Although I was a lot more susceptible to this simplistic conspiratorial viewpoint back in the day, I always thought that Jones was slightly nuts. But at first I thought he was nuts in a good way. At least he saw the state as a big problem. This was something I did not hear from many people in Germany at the time. So, even if slightly wrong, he felt like a little bit of fresh air.

I particularly liked that Infowars was still asking critical questions about 911. Being the conspiracy theorist that he has always been, he openly advocated that it was the US government itself that was behind the attacks. Again, I was never fully convinced by that, and these theories have now long been debunked as complete nonsense, but at least the conspiracy theorists were still asking critical questions.

That was better than what I heart from most commentators, who had collectively lost their marvels, rallying blindly behind the US flag. Conspiracy or not, the inside job theorists were among the few people, who saw correctly that the government was abusing these terrorist attacks to massively infringe on our liberty. They also saw clearly that going to war against terrorism was a terrible idea.

Since that time, Infowars has of course become hugely successful. Alex now reaches millions of people regularly. He therefore has the power to influence the opinions of a significantly big crowd. But he clearly has not grown very much when it comes to his theories of how the world works. His view on politics is now more conspiratorial than ever, and the theories seem to have got more crazy rather than less.
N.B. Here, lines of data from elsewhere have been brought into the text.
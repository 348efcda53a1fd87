//! Structural comparison of two JSON values.
//!
//! Traversal runs on an explicit work stack so document depth is never
//! limited by the native call stack. Children are pushed in reverse so
//! differences come out in the same pre-order a recursive walk would give.

use serde_json::{Map, Value};

use super::engine_matching::ArrayMatcher;
use super::result::DiffItem;
use crate::matching::ArrayMatchConfig;
use crate::model::{join_index, join_key, values_equal, RuntimeType};

const UNMATCHED_LEFT_ITEM: &str = "Item from left not found in right (no similar match found)";
const UNMATCHED_RIGHT_ITEM: &str = "New item in right not found in left";

enum Task<'a> {
    Compare {
        left: &'a Value,
        right: &'a Value,
        path: String,
        depth: usize,
    },
    Emit(DiffItem),
}

/// Walks two values and collects their differences in traversal order.
pub(crate) struct Comparator<'e> {
    matcher: ArrayMatcher<'e>,
    config: &'e ArrayMatchConfig,
    order_sensitive: bool,
}

impl<'e> Comparator<'e> {
    pub(crate) fn new(
        matcher: ArrayMatcher<'e>,
        config: &'e ArrayMatchConfig,
        order_sensitive: bool,
    ) -> Self {
        Self {
            matcher,
            config,
            order_sensitive,
        }
    }

    /// Compare `left` against `right` from the root.
    ///
    /// `guard` sees the depth and path of every compared pair before it is
    /// expanded; its first error aborts the traversal.
    pub(crate) fn run<E>(
        &self,
        left: &Value,
        right: &Value,
        mut guard: impl FnMut(usize, &str) -> Result<(), E>,
    ) -> Result<Vec<DiffItem>, E> {
        let mut differences = Vec::new();
        let mut stack = vec![Task::Compare {
            left,
            right,
            path: String::new(),
            depth: 0,
        }];

        while let Some(task) = stack.pop() {
            match task {
                Task::Emit(item) => differences.push(item),
                Task::Compare {
                    left,
                    right,
                    path,
                    depth,
                } => {
                    guard(depth, &path)?;
                    let children = self.expand(left, right, path, depth);
                    stack.extend(children.into_iter().rev());
                }
            }
        }

        Ok(differences)
    }

    /// Tasks produced by one comparison step, in emission order.
    fn expand<'a>(
        &self,
        left: &'a Value,
        right: &'a Value,
        path: String,
        depth: usize,
    ) -> Vec<Task<'a>> {
        if RuntimeType::of(left) != RuntimeType::of(right) {
            return vec![Task::Emit(DiffItem::type_changed(path, left, right))];
        }

        match (left, right) {
            (Value::Array(a), Value::Array(b)) if self.order_sensitive => {
                positional(a, b, &path, depth)
            }
            (Value::Array(a), Value::Array(b)) => self.by_content(a, b, &path, depth),
            (Value::Object(a), Value::Object(b)) => members(a, b, &path, depth),
            // Primitives, and null/array/object mixes (one runtime type)
            _ if values_equal(left, right) => Vec::new(),
            _ => vec![Task::Emit(DiffItem::changed(path, left, right))],
        }
    }

    fn by_content<'a>(
        &self,
        left: &'a [Value],
        right: &'a [Value],
        path: &str,
        depth: usize,
    ) -> Vec<Task<'a>> {
        let alignment = self.matcher.align(left, right);

        let nested = alignment
            .matched
            .iter()
            .filter(|pair| pair.needs_descent(self.config))
            .map(move |pair| Task::Compare {
                left: &left[pair.left],
                right: &right[pair.right],
                path: join_index(path, pair.left),
                depth: depth + 1,
            });
        let missing = alignment.missing.iter().map(move |&i| {
            Task::Emit(DiffItem::missing(
                join_index(path, i),
                &left[i],
                UNMATCHED_LEFT_ITEM,
            ))
        });
        let extra = alignment.extra.iter().map(move |&j| {
            Task::Emit(DiffItem::extra(
                join_index(path, j),
                &right[j],
                UNMATCHED_RIGHT_ITEM,
            ))
        });

        nested.chain(missing).chain(extra).collect()
    }
}

fn positional<'a>(left: &'a [Value], right: &'a [Value], path: &str, depth: usize) -> Vec<Task<'a>> {
    let common = left.len().min(right.len());
    let shared = left.iter().zip(right).enumerate().map(move |(i, (l, r))| Task::Compare {
        left: l,
        right: r,
        path: join_index(path, i),
        depth: depth + 1,
    });
    let missing = left.iter().enumerate().skip(common).map(move |(i, l)| {
        Task::Emit(DiffItem::missing(
            join_index(path, i),
            l,
            format!("Item at index {i} missing in right"),
        ))
    });
    let extra = right.iter().enumerate().skip(common).map(move |(i, r)| {
        Task::Emit(DiffItem::extra(
            join_index(path, i),
            r,
            format!("New item at index {i} in right"),
        ))
    });

    shared.chain(missing).chain(extra).collect()
}

/// Left keys in document order, then right-only keys.
fn members<'a>(
    left: &'a Map<String, Value>,
    right: &'a Map<String, Value>,
    path: &str,
    depth: usize,
) -> Vec<Task<'a>> {
    let shared_or_missing = left.iter().map(move |(key, l)| {
        let member_path = join_key(path, key);
        match right.get(key) {
            Some(r) => Task::Compare {
                left: l,
                right: r,
                path: member_path,
                depth: depth + 1,
            },
            None => Task::Emit(DiffItem::missing(
                member_path,
                l,
                format!("Missing field '{key}' in right"),
            )),
        }
    });
    let extra = right
        .iter()
        .filter(|(key, _)| !left.contains_key(*key))
        .map(move |(key, r)| {
            Task::Emit(DiffItem::extra(
                join_key(path, key),
                r,
                format!("Extra field '{key}' in right"),
            ))
        });

    shared_or_missing.chain(extra).collect()
}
In my view, he has gone from someone who I thought was valuable, because he was roughly advocating the right things for the wrong reasons, to somehow who is a real liability to people critical of statism. His crazy theories make critics of the status quo look bad. Especially since the rise of Donald Trump in politics, Infowars has become absolutely excruciating. Nowadays, I can never manage to view more than a minute or so of his crazy rants. And ranting is basically all he does. He seems to be one of those people who think that voicing an argument loudly somehow makes it better. He has also become an outright cheerleader of the a state run by Donald Trump.

Why am I saying all this? I am saying it to make the point that I have very little motivation to defend Infowars. I am not a fan. I even think Alex Jones has become a real liability. I also find it hard to defend him with the notion that he is attacked, because the elite fears the truth. The risk that his crazy conspiracy theories about how the world works will become mainstream when people are exposed to them is rather slim.

But I am indeed concerned about his ban from social media. After all, he does reach enough people to at least disrupt the official narrative. I am concerned that Infowars might just be the first to go. Well, it is probably too late for that. But at least one of the first big ones to go. Much more reasonable commentators might be next. In fact, a lot of libertarians are already under attack. Defending these social media giants with the argument that they are private companies is quite wrong, or at the very least naive. There are two flaws in that argument.

Firstly, just because something is private does not mean that liberty minded people cannot have an opinion about it. This is the opposite of true. Capitalism works only as far as consumers make informed choices. It is not just acceptable to criticize private companies, it is important.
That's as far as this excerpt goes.